Auburn Kinesiology researcher Austin Robinson recognized as up-and-coming scholar by the National Institutes of Health

March 20, 2020

Austin Robinson HeadshotAuburn University School of Kinesiology Assistant Professor Austin Robinson is participating in a program sponsored by the National Institutes of Health to promote diversity among biomedical researchers. Robinson was selected for the highly competitive Program to Increase Diversity among Individuals Engaged in Health-Related Research (PRIDE) sponsored by the National Heart, Lung, and Blood Institute (NHLBI), one of the largest branches of the National Institutes of Health.

PRIDE researchers will attend two intensive summer workshops consisting of advanced research education and mentoring by senior researchers.

“The program is taking place at nine different sites across the country,” Robinson said.“I am part of the St. Louis site which focuses on the genes that may contribute to heart disease and gathering trends in data from large population studies about various factors that may contribute to heart disease.”

Robinson spent two weeks at the University of Washington at St. Louis last summer, joining several other early career researchers from underrepresented backgrounds.

For the first time this year, the program also offered the chance to apply for funding for a small research project. Robinson applied for and was awarded $16,500 to research the relationship between blood sodium content and blood pressure in nearly 7,000 adults from a large study called the Multi-Ethnic Study of Atherosclerosis.

“We know from several previous studies that if you give people a lot of dietary sodium, that the sodium content in their blood will increase and that may contribute to changes that lead to increased blood pressure,” he said.

The project complements another National Institutes of Health grant that Robinson recently received to focus on the role of sodium as a contributor to health disparities in African Americans.

“By gaining access to this data, we can determine if blood sodium content is linked to blood pressure in a large sample of people who are just eating their normal diets without researchers controlling their sodium intake,” he explained.
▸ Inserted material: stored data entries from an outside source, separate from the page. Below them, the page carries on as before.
//! OBD-II mode 01 reads through an ELM327-style adapter.
//!
//! The adapter is assumed to be initialised already (echo off, protocol
//! selected); only request/response framing lives here.

use std::io::{Read, Write};
use std::time::Duration;

use cruise_traits::{BoxError, VehicleSensors};
use tracing::trace;

use crate::error::{HwError, Result};
use crate::util::poll_until;

pub const PID_ENGINE_RPM: u8 = 0x0C;
pub const PID_VEHICLE_SPEED: u8 = 0x0D;
pub const PID_ETHANOL_PERCENT: u8 = 0x52;

/// Byte pipe to the adapter.
pub trait ObdTransport {
    fn write_all(&mut self, bytes: &[u8]) -> Result<()>;
    /// Read whatever is buffered; 0 means nothing yet.
    fn read_available(&mut self, buf: &mut [u8]) -> Result<usize>;
}

/// Adapts any `Read + Write` stream (serial port file, TCP socket, test double).
pub struct IoTransport<T>(pub T);

impl<T: Read + Write> ObdTransport for IoTransport<T> {
    fn write_all(&mut self, bytes: &[u8]) -> Result<()> {
        self.0.write_all(bytes)?;
        self.0.flush()?;
        Ok(())
    }

    fn read_available(&mut self, buf: &mut [u8]) -> Result<usize> {
        match self.0.read(buf) {
            Ok(n) => Ok(n),
            Err(e) if e.kind() == std::io::ErrorKind::WouldBlock => Ok(0),
            Err(e) => Err(e.into()),
        }
    }
}

pub fn request_for(pid: u8) -> String {
    format!("01{pid:02X}\r")
}

/// Extract the data bytes of a mode 01 reply for `pid`.
///
/// Tolerates echoed requests, `SEARCHING...` banners, spacing and the
/// trailing `>` prompt.
pub fn parse_response(pid: u8, reply: &str) -> Result<Vec<u8>> {
    let header = format!("41{pid:02X}");
    for line in reply.split(['\r', '\n']) {
        let compact: String = line
            .chars()
            .filter(|c| !c.is_whitespace() && *c != '>')
            .collect::<String>()
            .to_ascii_uppercase();
        if compact.contains("NODATA") {
            return Err(HwError::NoData { pid });
        }
        let Some(payload) = compact.strip_prefix(&header) else {
            continue;
        };
        if payload.is_empty() || payload.len() % 2 != 0 {
            return Err(HwError::Malformed(reply.trim().to_string()));
        }
        return payload
            .as_bytes()
            .chunks(2)
            .map(|pair| {
                std::str::from_utf8(pair)
                    .ok()
                    .and_then(|s| u8::from_str_radix(s, 16).ok())
                    .ok_or_else(|| HwError::Malformed(reply.trim().to_string()))
            })
            .collect();
    }
    Err(HwError::Malformed(reply.trim().to_string()))
}

/// Vehicle speed in km/h.
pub fn decode_speed(data: &[u8]) -> Result<i32> {
    match data {
        [a, ..] => Ok(i32::from(*a)),
        _ => Err(HwError::Malformed("speed: empty payload".into())),
    }
}

/// Engine speed in rpm: (256A + B) / 4.
pub fn decode_rpm(data: &[u8]) -> Result<i32> {
    match data {
        [a, b, ..] => Ok((i32::from(*a) * 256 + i32::from(*b)) / 4),
        _ => Err(HwError::Malformed("rpm: need two bytes".into())),
    }
}

/// Ethanol fuel percentage: 100A / 255.
pub fn decode_ethanol_percent(data: &[u8]) -> Result<i32> {
    match data {
        [a, ..] => Ok(i32::from(*a) * 100 / 255),
        _ => Err(HwError::Malformed("ethanol: empty payload".into())),
    }
}

pub struct ObdGateway<T> {
    transport: T,
    poll_interval: Duration,
}

impl<T: ObdTransport> ObdGateway<T> {
    pub fn new(transport: T) -> Self {
        Self {
            transport,
            poll_interval: Duration::from_millis(2),
        }
    }

    pub fn with_poll_interval(mut self, d: Duration) -> Self {
        self.poll_interval = d;
        self
    }

    /// Send one mode 01 request and wait for the prompt.
    pub fn query(&mut self, pid: u8, timeout: Duration) -> Result<Vec<u8>> {
        self.transport.write_all(request_for(pid).as_bytes())?;
        let mut reply = String::new();
        let mut buf = [0u8; 64];
        let transport = &mut self.transport;
        poll_until(
            || {
                let n = transport.read_available(&mut buf)?;
                reply.push_str(&String::from_utf8_lossy(&buf[..n]));
                Ok(reply.contains('>').then_some(()))
            },
            timeout,
            self.poll_interval,
        )?;
        trace!(pid, reply = reply.trim(), "obd reply");
        parse_response(pid, &reply)
    }
}

impl<T: ObdTransport> VehicleSensors for ObdGateway<T> {
    fn read_speed(&mut self, timeout: Duration) -> std::result::Result<i32, BoxError> {
        let data = self.query(PID_VEHICLE_SPEED, timeout)?;
        Ok(decode_speed(&data)?)
    }

    fn read_rpm(&mut self, timeout: Duration) -> std::result::Result<i32, BoxError> {
        let data = self.query(PID_ENGINE_RPM, timeout)?;
        Ok(decode_rpm(&data)?)
    }

    fn read_fuel_percent(&mut self, timeout: Duration) -> std::result::Result<i32, BoxError> {
        let data = self.query(PID_ETHANOL_PERCENT, timeout)?;
        Ok(decode_ethanol_percent(&data)?)
    }
}

#[cfg(test)]
mod tests {
    use super::*;
    use rstest::rstest;
    use std::collections::VecDeque;

    /// Answers each `\r`-terminated request with the next scripted reply.
    struct ScriptedAdapter {
        replies: VecDeque<&'static str>,
        pending: Vec<u8>,
        written: Vec<u8>,
    }

    impl ScriptedAdapter {
        fn new(replies: &[&'static str]) -> Self {
            Self {
                replies: replies.iter().copied().collect(),
                pending: Vec::new(),
                written: Vec::new(),
            }
        }
    }

    impl Read for ScriptedAdapter {
        fn read(&mut self, buf: &mut [u8]) -> std::io::Result<usize> {
            let n = self.pending.len().min(buf.len());
            buf[..n].copy_from_slice(&self.pending[..n]);
            self.pending.drain(..n);
            Ok(n)
        }
    }

    impl Write for ScriptedAdapter {
        fn write(&mut self, buf: &[u8]) -> std::io::Result<usize> {
            self.written.extend_from_slice(buf);
            if buf.contains(&b'\r')
                && let Some(r) = self.replies.pop_front()
            {
                self.pending.extend_from_slice(r.as_bytes());
            }
            Ok(buf.len())
        }
        fn flush(&mut self) -> std::io::Result<()> {
            Ok(())
        }
    }

    #[rstest]
    #[case(PID_VEHICLE_SPEED, "41 0D 3C\r\r>", vec![0x3C])]
    #[case(PID_ENGINE_RPM, "010C\r41 0C 1A F8 \r\r>", vec![0x1A, 0xF8])]
    #[case(PID_ETHANOL_PERCENT, "SEARCHING...\r41 52 26\r>", vec![0x26])]
    fn parses_mode01_replies(#[case] pid: u8, #[case] reply: &str, #[case] want: Vec<u8>) {
        assert_eq!(parse_response(pid, reply).unwrap(), want);
    }

    #[test]
    fn no_data_is_a_typed_error() {
        let err = parse_response(PID_VEHICLE_SPEED, "NO DATA\r\r>").unwrap_err();
        assert!(matches!(err, HwError::NoData { pid: 0x0D }));
    }

    #[rstest]
    #[case("41 0D 3\r>")]
    #[case("41 0D ZZ\r>")]
    #[case("?\r>")]
    #[case("41 0C 1A F8\r>")]
    fn garbage_is_malformed(#[case] reply: &str) {
        let err = parse_response(PID_VEHICLE_SPEED, reply).unwrap_err();
        assert!(matches!(err, HwError::Malformed(_)), "{err:?}");
    }

    #[test]
    fn decoders_follow_sae_formulas() {
        assert_eq!(decode_speed(&[0x3C]).unwrap(), 60);
        assert_eq!(decode_rpm(&[0x1A, 0xF8]).unwrap(), 1726);
        assert_eq!(decode_ethanol_percent(&[0xFF]).unwrap(), 100);
        assert_eq!(decode_ethanol_percent(&[0x26]).unwrap(), 14);
        assert!(decode_rpm(&[0x1A]).is_err());
    }

    #[test]
    fn gateway_reads_all_three_sensors() {
        let adapter = ScriptedAdapter::new(&["41 0D 50\r>", "41 0C 0B B8\r>", "41 52 19\r>"]);
        let mut gw = ObdGateway::new(IoTransport(adapter)).with_poll_interval(Duration::ZERO);
        let t = Duration::from_millis(50);
        assert_eq!(gw.read_speed(t).unwrap(), 80);
        assert_eq!(gw.read_rpm(t).unwrap(), 750);
        assert_eq!(gw.read_fuel_percent(t).unwrap(), 9);
        assert_eq!(gw.transport.0.written, b"010D\r010C\r0152\r");
    }

    #[test]
    fn gateway_times_out_without_prompt() {
        let adapter = ScriptedAdapter::new(&["41 0D 50"]);
        let mut gw = ObdGateway::new(IoTransport(adapter)).with_poll_interval(Duration::ZERO);
        let err = gw.query(PID_VEHICLE_SPEED, Duration::from_millis(5)).unwrap_err();
        assert!(matches!(err, HwError::Timeout));
    }
}
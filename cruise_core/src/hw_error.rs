//! Maps `Box<dyn Error>` from trait boundaries to typed `CruiseError`.
//!
//! The traits in `cruise_traits` use `Box<dyn Error + Send + Sync>`; this
//! module converts those to our typed error enum, with an optional
//! feature-gated path for `cruise_hardware::HwError` downcasting.

use crate::error::CruiseError;

/// Map a trait-boundary error to a typed `CruiseError`.
///
/// Known hardware error types are downcast first; anything else falls back
/// to string heuristics.
pub fn map_hw_error(e: &(dyn std::error::Error + 'static)) -> CruiseError {
    #[cfg(feature = "hardware-errors")]
    {
        use cruise_hardware::error::HwError;
        if let Some(hw) = e.downcast_ref::<HwError>() {
            return match hw {
                HwError::Timeout => CruiseError::Timeout,
                HwError::NoData { .. } | HwError::Malformed(_) | HwError::Simulated(_) => {
                    CruiseError::Hardware(hw.to_string())
                }
                other => CruiseError::HardwareFault(other.to_string()),
            };
        }
    }

    let s = e.to_string();
    if s.to_lowercase().contains("timeout") {
        CruiseError::Timeout
    } else {
        CruiseError::Hardware(s)
    }
}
Robinson is also seeking to determine if there are any differences in the relationship between different racial or ethnic groups.

“I am extremely grateful for the opportunity to perform this research,” he said. “The great thing about this study is that the participants were very diverse so the findings will apply to all types of people rather than just one group”.

Robinson presented his findings at a conference at the National Institutes of Health in April as part of the program. He will return to St. Louis for another two weeks this summer.

“The program is very intense, but the training and mentoring I have been receiving as part of PRIDE is extremely valuable for my career as a researcher,” he said.

Robinson’s small research project is funded by the following grant: National Heart, Lung, and Blood Institute grant 2R25HL105400, PRIDE Summer Institute in Cardiovascular Disease Comorbidities, Genetics and Epidemiology (CVD-CGE).